Il rapporto non cambia se ci spostiamo in Europa. Uno studio realizzato nel 2013 da ricercatori della West Virginia University-Charleston e della University of North Carolina, ha confrontato i tassi di mortalità materna tra Irlanda (quando l’aborto era ancora illegale) e Inghilterra (Paese in cui l’aborto è ampiamente liberalizzato). Analizzando i dati sanitari degli ultimi 40 anni, gli studiosi hanno rilevato per le donne inglesi una mortalità materna doppia rispetto alle irlandesi: 6 su 100.000 contro 3 su 100.000. Uno dei valori più bassi d’Europa, ovvero 3 su 100.000, è anche il tasso di mortalità materna della Polonia, un Paese dove l’aborto è fortemente limitato.

In conclusione, al pari degli studi di record linkage, anche questi dati confermano la bocciatura della tesi abortista sulla presunta maggiore pericolosità del parto rispetto all’aborto volontario.

È vero che i decessi sono attribuibili all’assenza di medici abortisti?

Lalli scrive che “anche un aborto praticato in Italia nelle strutture sanitarie certificate porta con sé una minima dose di rischio, ma gli episodi sfavorevoli rappresentano una rarità e sono riconducibili a circostanze eccezionali (come l’assenza di medici non obiettori)”. Quindi, secondo Lalli, i rari casi di decessi correlati all’aborto avvenuti in Italia, sarebbero attribuibili all’assenza di medici abortisti, ma quest’affermazione è confutata dai fatti. Infatti, Le tre donne morte in Italia – di cui ho parlato al punto precedente – sono decedute in ospedale dopo aborti legali praticati (ovviamente) da medici non obiettori. Evidentemente, nessuna delle tre ha incontrato problemi nel reperire un medico non obiettore che le praticasse l’aborto in cui ha trovato la morte.

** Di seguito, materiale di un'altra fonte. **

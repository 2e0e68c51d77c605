pub mod chat_completion;

pub use chat_completion::{
    ContentPart, CreateChatCompletionPayload, Message, MessageContent, ModelListResponse,
    ModelObject,
};
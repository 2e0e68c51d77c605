use std::sync::Arc;

use clap::Parser;
use tracing_subscriber::EnvFilter;

mod api_types;
mod backend;
mod canonical;
mod config;
mod error;
mod metadata;
mod routes;
mod slots;
mod state;
mod streaming;

use backend::ReqwestBackendClient;
use config::ProxyConfig;
use metadata::MetadataIndex;
use slots::{BackendDesc, SlotManager};
use state::AppState;

/// Multi-backend global slot pool proxy with prefix-aware KV-cache routing.
#[derive(Parser, Debug)]
#[command(version, about = "OpenAI-compatible prefix-caching proxy", long_about = None)]
struct Args {
    /// Reserved for a future file-based configuration source; configuration
    /// today is entirely environment-variable driven (see README).
    #[arg(long, global = true)]
    config: Option<String>,
}

fn init_tracing(log_level: &str) {
    let filter = EnvFilter::try_new(log_level).unwrap_or_else(|_| EnvFilter::new("info"));
    tracing_subscriber::fmt().with_env_filter(filter).init();
}

async fn load_system_prompt(path: Option<&str>) -> Option<String> {
    let path = path?;
    match tokio::fs::read_to_string(path).await {
        Ok(text) => {
            let trimmed = text.trim().to_string();
            if trimmed.is_empty() { None } else { Some(trimmed) }
        }
        Err(e) => {
            tracing::warn!(path, error = %e, "system_prompt_file_unreadable");
            None
        }
    }
}

#[tokio::main]
async fn main() -> Result<(), Box<dyn std::error::Error>> {
    let _args = Args::parse();

    let config = ProxyConfig::from_env()?;
    init_tracing(&config.log_level);

    tracing::info!(
        backends = config.backends.len(),
        model_id = %config.model_id,
        "startup_config_loaded"
    );

    let mut backend_descs = Vec::with_capacity(config.backends.len());
    for (idx, desc) in config.backends.iter().enumerate() {
        let client = ReqwestBackendClient::new(desc.url.clone(), config.request_timeout)?;
        tracing::info!(id = idx, url = %desc.url, slots = desc.slots, "backend_registered");
        backend_descs.push(BackendDesc {
            id: idx as u32,
            url: desc.url.clone(),
            num_slots: desc.slots,
            client: Arc::new(client),
        });
    }
    let total_slots: u32 = backend_descs.iter().map(|b| b.num_slots).sum();

    let slot_manager = Arc::new(SlotManager::with_save_mount(
        backend_descs,
        config.model_id.clone(),
        config.similarity_min_ratio,
        config.pinned_keys.clone(),
        config.slot_save_mount.clone(),
    ));
    let metadata = Arc::new(MetadataIndex::open(config.local_meta_dir.clone()).await?);
    let system_prompt = load_system_prompt(config.system_prompt_file.as_deref()).await;

    tracing::info!(
        backends = slot_manager.backend_count(),
        total_slots,
        "lifespan_startup"
    );

    let host = config.host.clone();
    let port = config.port;
    let state = Arc::new(AppState {
        slot_manager,
        metadata,
        config,
        system_prompt,
    });

    let router = routes::build_router(state);
    let listener = tokio::net::TcpListener::bind((host.as_str(), port)).await?;
    tracing::info!(host = %host, port, "server_start");

    axum::serve(listener, router)
        .with_graceful_shutdown(shutdown_signal())
        .await?;

    Ok(())
}

async fn shutdown_signal() {
    let _ = tokio::signal::ctrl_c().await;
    tracing::info!("lifespan_shutdown");
}
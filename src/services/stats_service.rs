//! Platform-wide counters for the super-admin dashboard.

use chrono::{Duration, Utc};

use crate::{db::DbPool, error::AppError, models::stats::PlatformStats};

/// Subscriptions count as lapsed when cancelled, expired, past due, or
/// active/trialing with a period that already ended. Deleted hotels and
/// their subscriptions are left out.
pub async fn platform_stats(pool: &DbPool) -> Result<PlatformStats, AppError> {
    let now = Utc::now();

    let stats = sqlx::query_as::<_, PlatformStats>(
        r#"
        SELECT
            (SELECT COUNT(*) FROM hotels WHERE status <> 'deleted') AS total_hotels,
            (SELECT COUNT(*) FROM hotels WHERE status = 'active') AS active_hotels,
            (SELECT COUNT(*) FROM hotels WHERE status = 'suspended') AS suspended_hotels,
            (SELECT COUNT(*) FROM subscriptions s JOIN hotels h ON h.id = s.hotel_id
                WHERE h.status <> 'deleted'
                  AND s.status = 'active' AND (s.ends_at IS NULL OR s.ends_at > $1)) AS active_subscriptions,
            (SELECT COUNT(*) FROM subscriptions s JOIN hotels h ON h.id = s.hotel_id
                WHERE h.status <> 'deleted'
                  AND s.status = 'trialing' AND (s.ends_at IS NULL OR s.ends_at > $1)) AS trialing_subscriptions,
            (SELECT COUNT(*) FROM subscriptions s JOIN hotels h ON h.id = s.hotel_id
                WHERE h.status <> 'deleted'
                  AND (s.status IN ('past_due', 'cancelled', 'expired')
                       OR (s.status IN ('active', 'trialing') AND s.ends_at <= $1))) AS lapsed_subscriptions,
            (SELECT COUNT(*) FROM reviews) AS total_reviews,
            (SELECT COUNT(*) FROM reviews WHERE created_at >= $2) AS reviews_last_30_days,
            (SELECT COUNT(*) FROM support_requests
                WHERE status IN ('open', 'in_progress')) AS open_support_requests
        "#,
    )
    .bind(now)
    .bind(now - Duration::days(30))
    .fetch_one(pool)
    .await?;

    Ok(stats)
}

Di aborto legale si può morire perché tale rischio è insito nella procedura abortiva in sé. Lo sanno i medici, lo sa il Ministero della Salute che ha previsto la voce “decesso” tra le complicazioni immediate del modello Istat D/12 (il modello che ogni ginecologo deve compilare ogni volta che esegue un aborto). Non lo sanno le donne che chiedono di abortire e non lo sa Lalli che continua a lanciare accuse campate in aria non trovando niente di meglio da fare che attribuire la colpa alla mancanza di medici abortisti.